Auf verschiedene Schreiben der Antragsgegner teilte ihnen der Berichterstatter der Beschwerdekammer am 27.11.1989 mit, daß vor einer Entscheidung in der Sache noch eine Äußerung der Antragstellerin abgewartet werden müsse und die Wiedervorlage der Akten für den 10.12.1989 notiert sei.
Mit Beschluß vom 28.12.1989 hat das Landgericht die sofortige Beschwerde der Antragsgegner mit der Maßgabe zurückgewiesen, daß diese zur Zahlung von 6 525,87 DM verpflichtet sind. Dieser Beschluß wurde den Antragsgegnern durch Niederlegung beim Postamt am 9.1.1990 zugestellt.
Am 24.1.1990 ging beim Landgericht ein Schreiben der Antragsgegner vom 22.1.1990 ein, in dem sie unter Hinweis auf eine Auslandsreise Wiedereinsetzung in den vorigen Stand beantragten.
Am 5.2.1990 haben die Verfahrensbevollmächtigten der Antragsgegner beim Landgericht sofortige weitere Beschwerde gegen den Beschluß des Landgerichts eingelegt und zugleich den Wiedereinsetzungsantrag wiederholt und ergänzt.
II.
Die sofortige weitere Beschwerde der Antragsgegner ist verspätet eingelegt und deshalb unzulässig. Ein Wiedereinsetzungsgrund ist nicht vorgetragen.
1. Die zweiwöchige Frist zur Einlegung der sofortigen weiteren Beschwerde nach § 45 Abs. 1 WEG, § 22 Abs. 1, § 29 Abs. 2 FGG ist am 23.1.1990 um 24 Uhr abgelaufen (§ 17 Abs. 1 FGG, § 187 Abs. 1, § 188 Abs. 2 BGB). Die am 5.2.1990 eingegangene sofortige weitere Beschwerde der Antragsgegner ist daher verspätet.

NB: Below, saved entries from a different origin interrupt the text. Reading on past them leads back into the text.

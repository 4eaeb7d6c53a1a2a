//! Staged/unstaged file listing, staged diff, and commit creation.

use tracing::debug;

use crate::error::GitError;

use super::runner::GitRunner;

/// Split `git diff --name-only` output into file paths.
///
/// Splits on newlines and drops blank entries, so trailing newlines and
/// `\r\n` endings do not produce empty paths.
pub fn split_file_list(output: &str) -> Vec<String> {
    output
        .lines()
        .map(str::trim_end)
        .filter(|line| !line.trim().is_empty())
        .map(str::to_string)
        .collect()
}

/// Files staged for the next commit.
///
/// Returns `GitError::NoStagedFiles` when the index matches HEAD.
pub fn staged_files<R: GitRunner + ?Sized>(git: &R) -> Result<Vec<String>, GitError> {
    let out = git.run(&["diff", "--cached", "--name-only"], "list staged files")?;
    let files = split_file_list(&out);
    if files.is_empty() {
        return Err(GitError::NoStagedFiles);
    }
    debug!("{} staged file(s)", files.len());
    Ok(files)
}

/// Tracked files with changes that are not staged.
///
/// Returns `GitError::NoUnstagedFiles` when the working tree matches the index.
pub fn unstaged_files<R: GitRunner + ?Sized>(git: &R) -> Result<Vec<String>, GitError> {
    let out = git.run(&["diff", "--name-only"], "list unstaged files")?;
    let files = split_file_list(&out);
    if files.is_empty() {
        return Err(GitError::NoUnstagedFiles);
    }
    Ok(files)
}

/// Unified diff of all staged changes.
///
/// Colour and external diff drivers from the user's config are disabled so
/// the output is always plain patch text.
pub fn staged_diff<R: GitRunner + ?Sized>(git: &R) -> Result<String, GitError> {
    let diff = git.run(
        &["diff", "--cached", "--no-color", "--no-ext-diff"],
        "diff",
    )?;
    debug!("Staged diff is {} bytes", diff.len());
    Ok(diff)
}

/// Create a commit from the index with the given message.
///
/// An empty (or whitespace-only) message is rejected before git is invoked.
pub fn commit<R: GitRunner + ?Sized>(git: &R, message: &str) -> Result<(), GitError> {
    if message.trim().is_empty() {
        return Err(GitError::EmptyCommitMessage);
    }
    git.run(&["commit", "-m", message], "commit")?;
    Ok(())
}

2. Den Antragsgegnern kann auch nicht nach § 22 Abs. 2 FGG Wiedereinsetzung in den vorigen Stand erteilt werden. Dies würde nach § 22 Abs. 2 Satz 1 FGG voraussetzen, daß die Antragsgegner ohne ihr Verschulden verhindert waren, die Frist einzuhalten. Dabei richten sich die Anforderungen an die Sorgfalt des Rechtsmittelführers einerseits nach seinen individuellen Kenntnissen und Fähigkeiten (Stein-Jonas/Schumann ZPO 20. Aufl. § 233 Rn. 36), andererseits nach der konkreten Verfahrenslage, in der ein Verfahrensbeteiligter mit dem Erlaß einer gerichtlichen Entscheidung rechnen und deshalb Vorsorge für eine längere Abwesenheit treffen muß (BGH VersR 1982, 652/653; BGH Warn 1978 Nr. 300; Stein-Jonas/Schumann § 233 Rn. 37). Nach diesen Maßstäben haben die Antragsgegner die Frist zur Einlegung der sofortigen weiteren Beschwerde nicht unverschuldet versäumt.

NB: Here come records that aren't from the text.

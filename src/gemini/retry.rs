//! Exponential backoff retry for transient API failures.

use std::future::Future;
use std::time::Duration;

use backoff::ExponentialBackoff;
use backoff::backoff::Backoff;
use tracing::warn;

use crate::error::GeminiError;

/// Configuration: 3 total attempts, base 1s, max 30s.
pub const MAX_ATTEMPTS: u32 = 3;
const INITIAL_INTERVAL_SECS: u64 = 1;
const MAX_INTERVAL_SECS: u64 = 30;

/// How many attempts to make and how long to wait between them.
#[derive(Debug, Clone, Copy, PartialEq, Eq)]
pub struct RetryPolicy {
    pub max_attempts: u32,
    pub initial_interval: Duration,
    pub max_interval: Duration,
}

impl Default for RetryPolicy {
    fn default() -> Self {
        Self {
            max_attempts: MAX_ATTEMPTS,
            initial_interval: Duration::from_secs(INITIAL_INTERVAL_SECS),
            max_interval: Duration::from_secs(MAX_INTERVAL_SECS),
        }
    }
}

impl RetryPolicy {
    /// A single attempt, no retries.
    pub fn none() -> Self {
        Self {
            max_attempts: 1,
            ..Self::default()
        }
    }
}

/// Retry an async API call with exponential backoff.
///
/// Only errors for which [`GeminiError::is_transient`] holds are retried;
/// anything else is returned as-is on the first occurrence. When every
/// attempt fails transiently the last error is wrapped in
/// `GeminiError::RetriesExhausted` (unless only one attempt was allowed).
pub async fn retry_with_backoff<T, Fut, F>(
    policy: RetryPolicy,
    mut attempt: F,
) -> Result<T, GeminiError>
where
    F: FnMut() -> Fut,
    Fut: Future<Output = Result<T, GeminiError>>,
{
    let mut backoff = ExponentialBackoff {
        initial_interval: policy.initial_interval,
        max_interval: policy.max_interval,
        max_elapsed_time: None,
        ..Default::default()
    };

    let max_attempts = policy.max_attempts.max(1);
    let mut attempts = 0;

    loop {
        attempts += 1;

        let err = match attempt().await {
            Ok(value) => return Ok(value),
            Err(e) => e,
        };

        if !err.is_transient() {
            return Err(err);
        }

        if attempts >= max_attempts {
            if max_attempts == 1 {
                return Err(err);
            }
            return Err(GeminiError::RetriesExhausted(Box::new(err)));
        }

        warn!(
            "Attempt {}/{} failed: {}. Retrying...",
            attempts, max_attempts, err
        );
        if let Some(wait_duration) = backoff.next_backoff() {
            tokio::time::sleep(wait_duration).await;
        }
    }
}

a) Nach den vorgelegten Urkunden und eidesstattlichen Versicherungen ist davon auszugehen, daß sich die Antragsgegner ab 23.12.1989 zu einem Urlaub in Spanien aufhielten und nach ihrer Rückkehr in der Nacht vom 21. auf 22.1.1990 am 22.1.1990 den beim Postamt niedergelegten Beschluß des Landgerichts abholten und zur Kenntnis nahmen. Vor ihrem Abflug hatten sie bei dem Postamt einen Nachsendeantrag zu ihrer Urlaubsanschrift gestellt, ohne zu wissen, daß förmlich zugestellte Sendungen nicht nachgesandt werden.

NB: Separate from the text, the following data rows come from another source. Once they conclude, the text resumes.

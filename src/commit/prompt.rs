//! Prompt construction for AI-generated commit messages.

/// Explanation used when the user is not asked for one (`--fast`).
pub const FAST_MODE_EXPLANATION: &str =
    "Generate a commit message based on the changes in the diff";

/// Build the prompt for generating a commit message.
///
/// The explanation and diff are embedded verbatim; the model is asked for a
/// single lowercase Conventional Commit line and nothing else.
pub fn build_prompt(explanation: &str, diff: &str) -> String {
    format!(
        r#"You are an expert commit message generator that strictly follows the Conventional Commit format (e.g., feat:, fix:, chore:, etc.).

The user will provide a description of what they did (it may be written in any language), and a partial code diff will also be included.

Your job is to write a single, short, clear, and descriptive commit message in English, starting with the proper Conventional Commit prefix (like fix:, feat:, chore:).

The entire commit message must be in lowercase letters except for acronyms or proper nouns. This includes the commit type prefix and the description. For example:

- chore: add spacing for readability in test.py
- fix: correct typo in login flow
- feat: improve UI responsiveness

Do not include any explanation and do not add any extra text. Return only the commit message.

User explanation:
"{explanation}"

Code diff (partial):
{diff}
"#
    )
}
//! Plain terminal rendering helpers.
//!
//! Everything goes to stdout except warnings, which go to stderr so that
//! `--fast` output stays pipeable.

use std::io::{self, Write};

/// Render a file list as ` - path` lines.
pub fn format_files(files: &[String]) -> String {
    files.iter().map(|f| format!(" - {f}\n")).collect()
}

pub fn show_files(files: &[String]) {
    print!("{}", format_files(files));
    let _ = io::stdout().flush();
}

pub fn show_heading(title: &str) {
    println!("\n{title}");
}

/// Write a `Warning: ...` line to `out`.
pub fn write_warning<W: Write>(out: &mut W, message: &str) -> io::Result<()> {
    writeln!(out, "Warning: {message}")
}

pub fn show_warning(message: &str) {
    let _ = write_warning(&mut io::stderr().lock(), message);
}

pub fn show_success(message: &str) {
    println!("\n✓ {message}");
}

b) Dieser Geschehensablauf entlastet die Antragsgegner nicht vom Vorwurf eigenen Verschuldens an der Nichteinhaltung der Rechtsbeschwerdefrist. Spätestens aufgrund des Schreibens der Beschwerdekammer vom 27.11.1989 mußten die Antragsgegner damit rechnen, daß eine Sachentscheidung über ihre sofortige Beschwerde in der zweiten Hälfte des Monats Dezember, also möglicherweise während ihres Urlaubs, ergehen und ihnen zugestellt werde. In dieser Lage waren die Antragsgegner gehalten, eine wirksame Vorsorge dafür zu treffen, daß sie Kenntnis erhielten von einer während ihres Urlaubs ergehenden Entscheidung und daß eine rechtzeitige Rechtsmitteleinlegung sichergestellt wurde. Da die Antragsgegner mindestens zweimal in den letzten Jahren Rechtsbeschwerde in Wohnungseigentumssachen bei dem Senat eingelegt haben, ist davon auszugeh...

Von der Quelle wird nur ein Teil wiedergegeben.